A lot of people accuse the mainstream media of having a bias to this, that, or the other. I think their main bias is towards money, and how to make more of it. Slashdot has it’s own biases: very pro science and anti-Microsoft for starters. However, Digg has the sensational bug and a extremely short attention span to go with it. These two make for a dangerous and mob-like mentality. Take the Price-Rite-Photo story, which made Digg part of the story. Similar subjects that have gotten out of hand have been handled better, but it shows just how quick to react Digg users can be. Just ask Steve Maillet, who got accused of stealing Digg’s code for a couple of his own sites. I felt Mr. Maillet had done nothing wrong, but try telling that to the raging masses. This only degrades the usefulness of Digg even further: the wisdom of the crowd is watered down to the lowest common denominator.
Tomorrow, I’ll show you a great new site that I think solves a lot of the issues that I have with these two news sites.
Man, I could take this topic and run for hours. Okay, minutes. However, I have some cooking to do so I won’t type long.
I’ve always loved Slashdot — I’ve loved it so long that I have a 5‑digit user ID. Not King Dork, but still not bad. I joined well before the year 2000.
Lately, in the past year or year-and-a-half, I’ve felt the Slashdot quality decline. I’ve had to set my Comment Score threshold at 3, and sometimes I even up it to 4. There are ENTIRELY too many terrible useless comments on that site. As a result I read less of the comments than I used to, but I still read the comments for a story in which I am interested. Sometimes when I see the headline in my RSS aggregator (more on that in a second) I’ll open the story just for the comments.
Digg and I don’t go far back at all — maybe just a few weeks. I was immediately attracted to it and then almost instantly repulsed. Everything I wanted — comment moderation, threaded conversations, “intelligent” discussion — NOT PRESENT. Okay, yeah, there is moderation but as you said no one truly uses it. The firehose analogy is indeed apt — there’s a ton of interesting stuff out there but god forbid you dare scroll down to the comments section. On Slashdot there are entirely too many useless comments. On Digg there is NOTHING BUT USELESS COMMENTS. EVER.
However, I never visit either of these sites directly. They both just pop up in my newsreader as headlines.

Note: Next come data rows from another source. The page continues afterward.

//! Spatial pheromone field: typed, decaying scent deposits over a uniform
//! grid index.
//!
//! Deposits live in an ordered map keyed by a monotone id so iteration is
//! deterministic; a grid of cell buckets keyed by `floor(p / cell_size)`
//! answers neighborhood queries without scanning the whole field. Every
//! deposit is present in exactly one bucket, and buckets are dropped when
//! they empty.
//!
//! Decay is type-specific: Danger deposits are immortal, FoodTrail
//! deposits fade linearly over a fixed lifetime (reinforced by ants
//! currently tracking them) and are force-removed at max age, everything
//! else decays exponentially and is removed below a small threshold.

use std::collections::{BTreeMap, HashMap};

use formicarium_data::{PheromoneDeposit, PheromoneKind};

use crate::config::PheromoneConfig;

pub struct PheromoneField {
    config: PheromoneConfig,
    deposits: BTreeMap<u64, PheromoneDeposit>,
    grid: HashMap<(i64, i64), Vec<u64>>,
    next_id: u64,
}

impl PheromoneField {
    #[must_use]
    pub fn new(config: PheromoneConfig) -> Self {
        Self {
            config,
            deposits: BTreeMap::new(),
            grid: HashMap::new(),
            next_id: 0,
        }
    }

    #[inline]
    fn cell_of(&self, x: f64, y: f64) -> (i64, i64) {
        (
            (x / self.config.cell_size).floor() as i64,
            (y / self.config.cell_size).floor() as i64,
        )
    }

    /// Type multiplier and intensity cap applied at deposit time.
    fn scale_intensity(&self, kind: PheromoneKind, base: f32) -> f32 {
        let (mult, cap) = match kind {
            PheromoneKind::Danger => (self.config.danger_multiplier, self.config.danger_cap),
            PheromoneKind::FoodTrail => (
                self.config.food_trail_multiplier,
                self.config.food_trail_cap,
            ),
            PheromoneKind::Exploration => (1.0, self.config.exploration_cap),
        };
        (base * mult).clamp(0.0, cap)
    }

    /// Adds a deposit and returns its id.
    pub fn deposit(&mut self, x: f64, y: f64, kind: PheromoneKind, base_intensity: f32) -> u64 {
        let intensity = self.scale_intensity(kind, base_intensity);
        let id = self.next_id;
        self.next_id += 1;

        let deposit = PheromoneDeposit {
            id,
            x,
            y,
            kind,
            intensity,
            initial_intensity: intensity,
            age: 0.0,
            followers: 0,
        };
        self.grid.entry(self.cell_of(x, y)).or_default().push(id);
        self.deposits.insert(id, deposit);

        self.enforce_capacity();
        id
    }

    /// Ages and decays every deposit, removing the expired ones.
    pub fn tick(&mut self, dt: f64) {
        let mut expired: Vec<u64> = Vec::new();

        for deposit in self.deposits.values_mut() {
            deposit.age += dt;
            match deposit.kind {
                PheromoneKind::Danger => {}
                PheromoneKind::FoodTrail => {
                    if deposit.age >= self.config.food_trail_max_age {
                        expired.push(deposit.id);
                        continue;
                    }
                    let remaining =
                        1.0 - (deposit.age / self.config.food_trail_max_age) as f32;
                    let bonus = (deposit.followers as f32 * self.config.follower_bonus_step)
                        .min(self.config.follower_bonus_cap);
                    deposit.intensity = (deposit.initial_intensity * remaining + bonus)
                        .clamp(0.0, self.config.food_trail_cap);
                    if deposit.intensity < self.config.removal_threshold
                        && deposit.followers == 0
                    {
                        expired.push(deposit.id);
                    }
                }
                PheromoneKind::Exploration => {
                    deposit.intensity = deposit.initial_intensity
                        * (-deposit.age as f32 * self.config.exploration_decay_rate).exp();
                    if deposit.intensity < self.config.removal_threshold {
                        expired.push(deposit.id);
                    }
                }
            }
        }

        for id in expired {
            self.remove(id);
        }
    }

    fn remove(&mut self, id: u64) -> Option<PheromoneDeposit> {
        let deposit = self.deposits.remove(&id)?;
        let cell = self.cell_of(deposit.x, deposit.y);
        if let Some(bucket) = self.grid.get_mut(&cell) {
            bucket.retain(|&d| d != id);
            if bucket.is_empty() {
                self.grid.remove(&cell);
            }
        }
        Some(deposit)
    }

    /// Oldest-first purge once the hard deposit bound is exceeded. Danger
    /// deposits are spared unless the field is saturated with them.
    fn enforce_capacity(&mut self) {
        let excess = self.deposits.len().saturating_sub(self.config.max_deposits);
        if excess == 0 {
            return;
        }

        let mut candidates: Vec<(u64, f64)> = self
            .deposits
            .values()
            .filter(|d| d.kind != PheromoneKind::Danger)
            .map(|d| (d.id, d.age))
            .collect();
        candidates.sort_by(|a, b| b.1.total_cmp(&a.1));
        let mut victims: Vec<u64> = candidates.iter().take(excess).map(|(id, _)| *id).collect();

        if victims.len() < excess {
            let mut danger: Vec<(u64, f64)> = self
                .deposits
                .values()
                .filter(|d| d.kind == PheromoneKind::Danger)
                .map(|d| (d.id, d.age))
                .collect();
            danger.sort_by(|a, b| b.1.total_cmp(&a.1));
            victims.extend(
                danger
                    .iter()
                    .take(excess - victims.len())
                    .map(|(id, _)| *id),
            );
        }

        for id in victims {
            self.remove(id);
        }
    }

    fn cells_overlapping(&self, x: f64, y: f64, radius: f64) -> impl Iterator<Item = (i64, i64)> {
        let cell = self.config.cell_size;
        let min_cx = ((x - radius) / cell).floor() as i64;
        let max_cx = ((x + radius) / cell).floor() as i64;
        let min_cy = ((y - radius) / cell).floor() as i64;
        let max_cy = ((y + radius) / cell).floor() as i64;
        (min_cy..=max_cy).flat_map(move |cy| (min_cx..=max_cx).map(move |cx| (cx, cy)))
    }

    /// Single deposit with the greatest distance-weighted intensity inside
    /// the query disk, or `None`. Never returns a deposit farther than
    /// `radius`.
    #[must_use]
    pub fn strongest_near(
        &self,
        x: f64,
        y: f64,
        radius: f64,
        kind: Option<PheromoneKind>,
    ) -> Option<&PheromoneDeposit> {
        self.strongest_near_excluding(x, y, radius, kind, None)
    }

    /// `strongest_near` with one deposit masked out; used when hopping
    /// from a just-reached trail mark to the next one.
    #[must_use]
    pub fn strongest_near_excluding(
        &self,
        x: f64,
        y: f64,
        radius: f64,
        kind: Option<PheromoneKind>,
        exclude: Option<u64>,
    ) -> Option<&PheromoneDeposit> {
        if radius <= 0.0 {
            return None;
        }
        let mut best: Option<(u64, f64)> = None;
        for cell in self.cells_overlapping(x, y, radius) {
            let Some(bucket) = self.grid.get(&cell) else {
                continue;
            };
            for &id in bucket {
                if exclude == Some(id) {
                    continue;
                }
                let Some(deposit) = self.deposits.get(&id) else {
                    continue;
                };
                if let Some(k) = kind {
                    if deposit.kind != k {
                        continue;
                    }
                }
                let dist = deposit.distance_to(x, y);
                if dist > radius {
                    continue;
                }
                let weighted = f64::from(deposit.intensity) * (1.0 - dist / radius);
                if best.map_or(true, |(_, w)| weighted > w) {
                    best = Some((id, weighted));
                }
            }
        }
        best.and_then(|(id, _)| self.deposits.get(&id))
    }

    /// All matching deposits inside the disk with their distances, sorted
    /// ascending by distance.
    #[must_use]
    pub fn find_in_radius(
        &self,
        x: f64,
        y: f64,
        radius: f64,
        kind: Option<PheromoneKind>,
    ) -> Vec<(&PheromoneDeposit, f64)> {
        let mut found: Vec<(&PheromoneDeposit, f64)> = Vec::new();
        if radius <= 0.0 {
            return found;
        }
        for cell in self.cells_overlapping(x, y, radius) {
            let Some(bucket) = self.grid.get(&cell) else {
                continue;
            };
            for &id in bucket {
                let Some(deposit) = self.deposits.get(&id) else {
                    continue;
                };
                if let Some(k) = kind {
                    if deposit.kind != k {
                        continue;
                    }
                }
                let dist = deposit.distance_to(x, y);
                if dist <= radius {
                    found.push((deposit, dist));
                }
            }
        }
        found.sort_by(|a, b| a.1.total_cmp(&b.1));
        found
    }

    /// Sum of distance-weighted intensities; aggregate trail strength.
    #[must_use]
    pub fn density_at(&self, x: f64, y: f64, radius: f64, kind: Option<PheromoneKind>) -> f64 {
        self.find_in_radius(x, y, radius, kind)
            .iter()
            .map(|(d, dist)| f64::from(d.intensity) * (1.0 - dist / radius))
            .sum()
    }

    /// Registers an ant as tracking a FoodTrail deposit.
    pub fn add_follower(&mut self, id: u64) -> bool {
        match self.deposits.get_mut(&id) {
            Some(d) if d.kind == PheromoneKind::FoodTrail => {
                d.followers += 1;
                true
            }
            _ => false,
        }
    }

    /// Releases a follower registration. A vanished deposit is a no-op.
    pub fn remove_follower(&mut self, id: u64) {
        if let Some(d) = self.deposits.get_mut(&id) {
            d.followers = d.followers.saturating_sub(1);
        }
    }

    #[must_use]
    pub fn get(&self, id: u64) -> Option<&PheromoneDeposit> {
        self.deposits.get(&id)
    }

    #[must_use]
    pub fn len(&self) -> usize {
        self.deposits.len()
    }

    #[must_use]
    pub fn is_empty(&self) -> bool {
        self.deposits.is_empty()
    }

    pub fn iter(&self) -> impl Iterator<Item = &PheromoneDeposit> {
        self.deposits.values()
    }

    #[must_use]
    pub fn count_of(&self, kind: PheromoneKind) -> usize {
        self.deposits.values().filter(|d| d.kind == kind).count()
    }

    /// Clears every deposit; used on full simulation reset.
    pub fn clear(&mut self) {
        self.deposits.clear();
        self.grid.clear();
    }

    /// Checks the list/grid mutual-membership invariant.
    #[must_use]
    pub fn index_consistent(&self) -> bool {
        let indexed: usize = self.grid.values().map(Vec::len).sum();
        if indexed != self.deposits.len() {
            return false;
        }
        self.grid.iter().all(|(cell, bucket)| {
            !bucket.is_empty()
                && bucket.iter().all(|id| {
                    self.deposits
                        .get(id)
                        .is_some_and(|d| self.cell_of(d.x, d.y) == *cell)
                })
        })
    }
}
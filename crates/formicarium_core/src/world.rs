//! World orchestration: the owner of every subsystem and the fixed tick
//! order that ties them together.
//!
//! Per tick: pheromone decay, the ant pass (mark dead, never remove
//! mid-pass), colony reconciliation (sweep, spawn, brood, queen, relief),
//! hazard bookkeeping, termites, then the event scheduler. All agent
//! writes to shared state flow through command buffers applied between
//! passes, so mutation stays strictly sequential and deterministic for a
//! given seed.

use std::sync::Arc;
use std::time::Instant;

use anyhow::Result;
use formicarium_data::{Corpse, DeathCause, SimEvent, Termite, Weather};
use rand::SeedableRng;
use rand_chacha::ChaCha8Rng;

use crate::clock::SimulationClock;
use crate::colony::Colony;
use crate::config::{CarryTrigger, SimConfig};
use crate::events::EventSink;
use crate::food::FoodManager;
use crate::hazard::HazardField;
use crate::metrics::Metrics;
use crate::pheromone::PheromoneField;
use crate::scheduler::{EventScheduler, WorldDirective};
use crate::snapshot;
use crate::systems::{behavior, AntCommand, ColonyView, SystemContext};
use crate::terrain::{OpenGround, TerrainQuery, WorldBounds};
use crate::termite::{self, TermiteCommand};

pub struct World {
    pub config: SimConfig,
    pub clock: SimulationClock,
    pub tick: u64,
    pub rng: ChaCha8Rng,
    pub pheromones: PheromoneField,
    pub food: FoodManager,
    pub hazards: HazardField,
    pub colony: Colony,
    pub termites: Vec<Termite>,
    pub corpses: Vec<Corpse>,
    pub weather: Weather,
    pub under_attack: bool,
    pub metrics: Metrics,
    scheduler: EventScheduler,
    terrain: Arc<dyn TerrainQuery>,
    sink: Option<Box<dyn EventSink>>,
    next_entity_id: u64,
    time: f64,
    seed: u64,
}
//! Food resource management: depletable nodes, seeding, collection.

use formicarium_data::FoodSource;
use rand::Rng;

use crate::config::{EventConfig, WorldConfig};

/// Seconds a drained source may linger near-empty before it is forced
/// inactive.
const DEPLETION_GRACE: f64 = 2.0;
/// Remaining amount below which the grace window starts counting.
const NEAR_EMPTY: f64 = 1e-3;

pub struct FoodManager {
    sources: Vec<FoodSource>,
    next_id: u64,
}

impl FoodManager {
    #[must_use]
    pub fn new() -> Self {
        Self {
            sources: Vec::new(),
            next_id: 0,
        }
    }

    /// Seeds the initial sources uniformly inside the world bounds.
    pub fn seed<R: Rng>(&mut self, world: &WorldConfig, events: &EventConfig, rng: &mut R) {
        for _ in 0..world.initial_food_sources {
            let x = rng.gen_range(0.0..world.width);
            let y = rng.gen_range(0.0..world.height);
            let amount = rng.gen_range(events.food_amount_min..=events.food_amount_max);
            self.add_source(x, y, amount);
        }
    }

    pub fn add_source(&mut self, x: f64, y: f64, amount: f64) -> u64 {
        let id = self.next_id;
        self.next_id += 1;
        self.sources.push(FoodSource::new(id, x, y, amount));
        id
    }

    #[must_use]
    pub fn get(&self, id: u64) -> Option<&FoodSource> {
        self.sources.iter().find(|s| s.id == id)
    }

    /// An id resolves only while the source is still active.
    #[must_use]
    pub fn is_valid(&self, id: u64) -> bool {
        self.get(id).is_some_and(|s| s.active)
    }

    /// Nearest active source within `radius` of the query point.
    #[must_use]
    pub fn nearest_active(&self, x: f64, y: f64, radius: f64) -> Option<&FoodSource> {
        let mut best: Option<(&FoodSource, f64)> = None;
        for source in self.sources.iter().filter(|s| s.active) {
            let dx = source.x - x;
            let dy = source.y - y;
            let dist_sq = dx * dx + dy * dy;
            if dist_sq > radius * radius {
                continue;
            }
            if best.map_or(true, |(_, d)| dist_sq < d) {
                best = Some((source, dist_sq));
            }
        }
        best.map(|(s, _)| s)
    }

    /// Transfers up to `want` units out of a source. Returns the amount
    /// actually taken; a stale or depleted id yields zero.
    pub fn collect(&mut self, id: u64, want: f64) -> f64 {
        let Some(source) = self.sources.iter_mut().find(|s| s.id == id && s.active) else {
            return 0.0;
        };
        let taken = want.min(source.amount).max(0.0);
        source.amount -= taken;
        taken
    }

    /// Advances grace windows; returns sources that depleted this tick.
    pub fn tick(&mut self, dt: f64) -> Vec<u64> {
        let mut depleted = Vec::new();
        for source in &mut self.sources {
            if !source.active {
                continue;
            }
            if source.amount <= NEAR_EMPTY {
                source.grace += dt;
                if source.amount <= 0.0 || source.grace >= DEPLETION_GRACE {
                    source.amount = 0.0;
                    source.active = false;
                    depleted.push(source.id);
                }
            } else {
                source.grace = 0.0;
            }
        }
        depleted
    }

    /// Destroys a source outright (termite attack). Returns false for a
    /// stale id.
    pub fn destroy(&mut self, id: u64) -> bool {
        match self.sources.iter_mut().find(|s| s.id == id && s.active) {
            Some(source) => {
                source.amount = 0.0;
                source.active = false;
                true
            }
            None => false,
        }
    }

    #[must_use]
    pub fn active_count(&self) -> usize {
        self.sources.iter().filter(|s| s.active).count()
    }

    pub fn iter(&self) -> impl Iterator<Item = &FoodSource> {
        self.sources.iter()
    }

    pub fn clear(&mut self) {
        self.sources.clear();
    }
}

impl Default for FoodManager {
    fn default() -> Self {
        Self::new()
    }
}
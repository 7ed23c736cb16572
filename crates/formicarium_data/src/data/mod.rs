//! Core data structures for the Formicarium simulation.

pub mod ant;
pub mod events;
pub mod pheromone;
pub mod resource;
pub mod stats;
pub mod termite;
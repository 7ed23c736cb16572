use serde::{Deserialize, Serialize};

/// A depletable food node.
#[derive(Debug, Clone, Serialize, Deserialize)]
pub struct FoodSource {
    pub id: u64,
    pub x: f64,
    pub y: f64,
    pub amount: f64,
    pub max_amount: f64,
    pub active: bool,
    /// Seconds spent in the near-empty grace window before forced depletion.
    pub grace: f64,
}

impl FoodSource {
    #[must_use]
    pub fn new(id: u64, x: f64, y: f64, amount: f64) -> Self {
        Self {
            id,
            x,
            y,
            amount,
            max_amount: amount,
            active: true,
            grace: 0.0,
        }
    }

    #[must_use]
    pub fn is_depleted(&self) -> bool {
        !self.active
    }
}

/// A static circular hazard zone.
#[derive(Debug, Clone, Serialize, Deserialize)]
pub struct Puddle {
    pub id: u64,
    pub x: f64,
    pub y: f64,
    pub radius: f64,
    /// Ants that have died inside this puddle. Only ever increases.
    pub death_count: u32,
}

impl Puddle {
    #[must_use]
    pub fn new(id: u64, x: f64, y: f64, radius: f64) -> Self {
        Self {
            id,
            x,
            y,
            radius,
            death_count: 0,
        }
    }

    #[must_use]
    pub fn contains(&self, x: f64, y: f64) -> bool {
        let dx = self.x - x;
        let dy = self.y - y;
        dx * dx + dy * dy <= self.radius * self.radius
    }
}

/// Remains of a dead ant, collectable by workers.
#[derive(Debug, Clone, Serialize, Deserialize)]
pub struct Corpse {
    pub id: u64,
    pub x: f64,
    pub y: f64,
    pub collected: bool,
}
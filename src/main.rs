//! Headless simulation runner.
//!
//! Loads configuration, seeds a world, and drives it for a number of
//! ticks, logging notable events and periodic stats. The rendering layer
//! is a separate host; this binary exists for soak runs, tuning, and
//! reproducing seeds.

use std::fs;
use std::path::PathBuf;

use anyhow::{Context, Result};
use clap::Parser;
use formicarium_core::config::SimConfig;
use formicarium_core::init_logging;
use formicarium_core::world::World;
use formicarium_data::SimEvent;

#[derive(Parser)]
#[command(name = "formicarium")]
#[command(about = "Headless ant colony simulation runner")]
struct Cli {
    /// Path to a TOML config file; defaults apply when omitted.
    #[arg(long)]
    config: Option<PathBuf>,

    /// RNG seed override for reproducible runs.
    #[arg(long)]
    seed: Option<u64>,

    /// Number of ticks to run.
    #[arg(long, default_value_t = 20_000)]
    ticks: u64,

    /// Initial ant count override.
    #[arg(long)]
    ants: Option<usize>,

    /// Initial food source count override.
    #[arg(long)]
    food: Option<usize>,

    /// Exploration pheromone decay rate override (per second).
    #[arg(long)]
    decay_rate: Option<f32>,

    /// Simulation speed multiplier override.
    #[arg(long)]
    speed: Option<f64>,

    /// Print the default configuration as TOML and exit.
    #[arg(long)]
    dump_default_config: bool,

    /// Print a JSON snapshot every N ticks (0 disables).
    #[arg(long, default_value_t = 0)]
    snapshot_every: u64,
}

fn main() -> Result<()> {
    init_logging();
    let cli = Cli::parse();

    if cli.dump_default_config {
        let toml = toml::to_string_pretty(&SimConfig::default())?;
        println!("{toml}");
        return Ok(());
    }

    let mut config = match &cli.config {
        Some(path) => {
            let content = fs::read_to_string(path)
                .with_context(|| format!("reading config file {}", path.display()))?;
            SimConfig::from_toml(&content)
                .with_context(|| format!("parsing config file {}", path.display()))?
        }
        None => SimConfig::default(),
    };

    if let Some(seed) = cli.seed {
        config.world.seed = Some(seed);
    }
    if let Some(ants) = cli.ants {
        config.world.initial_ants = ants;
    }
    if let Some(food) = cli.food {
        config.world.initial_food_sources = food;
    }
    if let Some(rate) = cli.decay_rate {
        config.pheromone.exploration_decay_rate = rate;
    }
    if let Some(speed) = cli.speed {
        config.world.speed_multiplier = speed;
    }
    config.validate()?;

    let step_ms = config.world.tick_step * 1000.0;
    let mut world = World::new(config)?;
    tracing::info!(seed = world.seed(), ticks = cli.ticks, "Starting run");

    for _ in 0..cli.ticks {
        let events = world.advance(step_ms);
        for event in &events {
            log_event(world.tick, event);
        }
        if cli.snapshot_every > 0 && world.tick % cli.snapshot_every == 0 {
            println!("{}", serde_json::to_string(&world.snapshot())?);
        }
        if world.colony.population() == 0 && world.colony.brood.total() == 0 {
            tracing::warn!(tick = world.tick, "Colony extinct, stopping");
            break;
        }
    }

    let snapshot = world.snapshot();
    tracing::info!(
        tick = snapshot.tick,
        population = snapshot.population,
        storage = snapshot.food_storage,
        generation = snapshot.generation,
        deaths = snapshot.total_deaths,
        "Run complete"
    );
    println!("{}", serde_json::to_string_pretty(&snapshot)?);
    Ok(())
}

fn log_event(tick: u64, event: &SimEvent) {
    match event {
        SimEvent::AttackStarted
        | SimEvent::AttackEnded
        | SimEvent::QueenFlightStarted
        | SimEvent::GenerationAdvanced { .. } => {
            tracing::info!(tick = tick, event = ?event, "World event");
        }
        SimEvent::AntDied { .. } | SimEvent::FoodDepleted { .. } | SimEvent::PuddleFormed { .. } => {
            tracing::debug!(tick = tick, event = ?event, "World event");
        }
        _ => {}
    }
}
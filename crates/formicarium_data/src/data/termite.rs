use serde::{Deserialize, Serialize};
use uuid::Uuid;

/// Adversarial agent objective. Mirrors the ant state machine but with a
/// fixed hostile priority: food, then the colony, then individual ants.
#[derive(Debug, Clone, Copy, PartialEq, Serialize, Deserialize)]
pub enum TermiteState {
    Seeking,
    AttackingFood { source: u64 },
    AttackingColony,
    AttackingAnt { ant: Uuid },
}

#[derive(Debug, Clone, Serialize, Deserialize)]
pub struct Termite {
    pub id: u64,
    pub x: f64,
    pub y: f64,
    pub health: f64,
    pub state: TermiteState,
    /// Remaining attack cooldown seconds.
    pub attack_timer: f64,
}

impl Termite {
    #[must_use]
    pub fn new(id: u64, x: f64, y: f64, health: f64) -> Self {
        Self {
            id,
            x,
            y,
            health,
            state: TermiteState::Seeking,
            attack_timer: 0.0,
        }
    }

    #[must_use]
    pub fn is_dead(&self) -> bool {
        self.health <= 0.0
    }

    #[must_use]
    pub fn distance_to(&self, x: f64, y: f64) -> f64 {
        let dx = self.x - x;
        let dy = self.y - y;
        (dx * dx + dy * dy).sqrt()
    }
}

If the headline is interesting I’ll open the link, often times not caring if it’s Slashdot or Digg (or Engadget or TUAW or whatever else dorky tech site is in my ‘Pseudo-news’ group). Then once the site is loaded the appropriate action — reading comments or desperately ignoring them — is taken.
I think I added nothing to this conversation.
Though I DID just have the stupidly awesome idea that Digg users should not actually be able to Digg a story until they have actually clicked on the story link. That might help ‘headline digging’ or whatever they call it.
I think you could have easily created your own post on this. You said it just as well as I did, if not better. I think that I might not have stressed this enough: Digg comments are 99.99% completely a waste of time. Slashdot at least seems to follow the 90% crap rule a little better.
I use an RSS reader as well, and I never added Digg just because of the “Firehose” effect; I just didn’t want to overflow my whole reader with crap headlines I knew I’d only care about 1/100 of. I feel this helps my obsession with trying to raise the level of discussion on the internet in that it keeps me off of those sites as much as possible.